What needs to be done
Below are records; count the lines among them that include the string "persist", and state only the number.

::::::

//! Bounded, insertion-ordered memory of where the reader stopped in each chapter.

use std::fmt;
use std::sync::Arc;
use std::time::Duration;

use hashlink::LinkedHashMap;
use tokio::time::Instant;
use tracing::{debug, warn};

use crate::config::EngineConfig;
use crate::types::{ChapterKey, Position};

use super::backend::StorageBackend;

/// Durable key holding the whole position map.
pub const POSITIONS_KEY: &str = "reader.scrollPositions";

type PositionMap = LinkedHashMap<String, Position>;

/// Drops calls that arrive within `window` of the last accepted one.
#[derive(Debug, Clone)]
pub struct Throttle {
    window: Duration,
    last: Option<Instant>,
}

impl Throttle {
    pub fn new(window: Duration) -> Self {
        Self { window, last: None }
    }

    /// Whether a call at `now` passes; a passing call opens a new window.
    pub fn try_acquire(&mut self, now: Instant) -> bool {
        if let Some(last) = self.last {
            if now.saturating_duration_since(last) < self.window {
                return false;
            }
        }
        self.last = Some(now);
        true
    }

    fn mark(&mut self, now: Instant) {
        self.last = Some(now);
    }
}

pub struct PositionStore {
    backend: Arc<dyn StorageBackend>,
    positions: PositionMap,
    max_entries: usize,
    throttle: Throttle,
}

impl fmt::Debug for PositionStore {
    fn fmt(&self, f: &mut fmt::Formatter<'_>) -> fmt::Result {
        f.debug_struct("PositionStore")
            .field("entries", &self.positions.len())
            .field("max_entries", &self.max_entries)
            .field("throttle", &self.throttle)
            .finish()
    }
}

impl PositionStore {
    /// Load the durable map. Unreadable or corrupt data is logged and replaced by an empty map.
    pub fn open(backend: Arc<dyn StorageBackend>, config: &EngineConfig) -> Self {
        let mut positions = match backend.get(POSITIONS_KEY) {
            Ok(Some(raw)) => serde_json::from_str::<PositionMap>(&raw).unwrap_or_else(|err| {
                warn!(error = %err, "stored reading positions are corrupt; starting empty");
                PositionMap::new()
            }),
            Ok(None) => PositionMap::new(),
            Err(err) => {
                warn!(error = %err, "failed to read stored reading positions; starting empty");
                PositionMap::new()
            }
        };
        let max_entries = config.max_stored_positions.max(1);
        while positions.len() > max_entries {
            positions.pop_front();
        }
        debug!(entries = positions.len(), "reading positions loaded");

        Self { backend, positions, max_entries, throttle: Throttle::new(config.position_save_throttle()) }
    }

    pub fn len(&self) -> usize {
        self.positions.len()
    }

    pub fn is_empty(&self) -> bool {
        self.positions.is_empty()
    }

    /// Stored chapter keys, oldest first.
    pub fn keys(&self) -> Vec<ChapterKey> {
        self.positions.keys().filter_map(|key| ChapterKey::parse(key)).collect()
    }

    pub fn restore(&self, key: &ChapterKey) -> Option<Position> {
        self.positions.get(&key.storage_key()).copied()
    }

    /// Throttled save. Returns `false` when the call fell inside the throttle window and was dropped.
    pub fn save(&mut self, key: &ChapterKey, position: Position) -> bool {
        self.save_at(key, position, Instant::now())
    }

    pub fn save_at(&mut self, key: &ChapterKey, position: Position, now: Instant) -> bool {
        if !self.throttle.try_acquire(now) {
            return false;
        }
        self.store(key, position);
        true
    }

    /// Save regardless of the throttle.
    pub fn save_now(&mut self, key: &ChapterKey, position: Position) {
        self.throttle.mark(Instant::now());
        self.store(key, position);
    }

    fn store(&mut self, key: &ChapterKey, position: Position) {
        let position = normalize(position);
        let storage_key = key.storage_key();
        match self.positions.get_mut(&storage_key) {
            Some(slot) => *slot = position,
            None => {
                self.positions.insert(storage_key, position);
                while self.positions.len() > self.max_entries {
                    if let Some((evicted, _)) = self.positions.pop_front() {
                        debug!(chapter = %evicted, "evicted oldest reading position");
                    }
                }
            }
        }
        self.persist();
    }

    fn persist(&self) {
        let written = serde_json::to_string(&self.positions)
            .map_err(anyhow::Error::from)
            .and_then(|raw| self.backend.set(POSITIONS_KEY, &raw));
        if let Err(err) = written {
            warn!(error = %err, "failed to persist reading positions");
        }
    }
}

fn normalize(position: Position) -> Position {
    match position {
        Position::Percent(value) if value.is_nan() => Position::Percent(0.0),
        Position::Percent(value) => Position::Percent(value.clamp(0.0, 100.0)),
        page => page,
    }
}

::::::

Task solution
3